Sous l'autorité directe du grand-maître, se trouvaient les maîtres et les lieutenants de grand-maître. Sous une appellation nouvelle, les maîtres ne sont autres que les anciens forestiers royaux, dont les attributions se sont étendues, de la chasse qu'elles comportaient exclusivement à l'origine, à toutes les matières se rattachant aux forêts ou à la pêche. Les maîtres des forêts ou maîtres enquêteurs ne prennent le nom de maîtres particuliers que vers 1554, lorsque l'office de grand-maître cesse d'être unique en France. Pecquet 1, dans le commentaire de l'ordonnance de 1669, dit que, dans la seule province du Languedoc, on comptait, en 1382, cinq maîtres enquêteurs des Forêts; il est certain d'ailleurs que l'office et le nom de maître ou maître enquêteur sont d'origine plus ancienne que ceux de grand-maître; d'après Baudrillart, ils remonteraient tout au moins à l'année 1291.

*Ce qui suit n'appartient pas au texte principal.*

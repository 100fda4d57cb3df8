//! Smart Home Skill Lambda - bridges Alexa Smart Home directives to the
//! Wyze device API.

use std::sync::Arc;

use lambda_runtime::{run, service_fn, Error, LambdaEvent};
use serde_json::Value;
use shared::{Config, Dispatcher, DynamoTokenStore, WyzeClient};
use tracing::info;
use tracing_subscriber::EnvFilter;

async fn handler(dispatcher: Arc<Dispatcher>, event: LambdaEvent<Value>) -> Result<Value, Error> {
    let (payload, _context) = event.into_parts();
    info!(directive = %payload, "Handling directive");

    let response = dispatcher.handle(&payload).await?;
    let response = serde_json::to_value(&response)?;
    info!(response = %response, "Sending response");

    Ok(response)
}

#[tokio::main]
async fn main() -> Result<(), Error> {
    tracing_subscriber::fmt()
        .with_env_filter(EnvFilter::from_default_env())
        .json()
        .init();

    let config = Config::from_env().map_err(|e| format!("Missing configuration: {}", e))?;

    let aws_config = aws_config::load_defaults(aws_config::BehaviorVersion::latest()).await;
    let dynamo = aws_sdk_dynamodb::Client::new(&aws_config);

    let store = DynamoTokenStore::new(dynamo, &config.tokens_table, &config.phone_id);
    let api = WyzeClient::new(&config);
    let dispatcher = Arc::new(Dispatcher::new(Arc::new(store), Arc::new(api)));

    run(service_fn(move |event| {
        let dispatcher = Arc::clone(&dispatcher);
        async move { handler(dispatcher, event).await }
    }))
    .await
}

En 1309, sous Philippe le Bel, nous voyons Bertrand de Bourret, maître des forêts royales pour la langue d'Occitanie, résidant à Toulouse, déléguer Roger de Quevenac, notaire royal à Quilhan, pour évoquer par devers lui et résoudre un litige survenu entre la communauté d'Escouloubre et le nouveau forestier royal de cette localité, Jean Acarelli, au sujet de l'importance et de l'étendue des droits d'usage de cette commu

1.- Lois forestières, t. I, p. 188.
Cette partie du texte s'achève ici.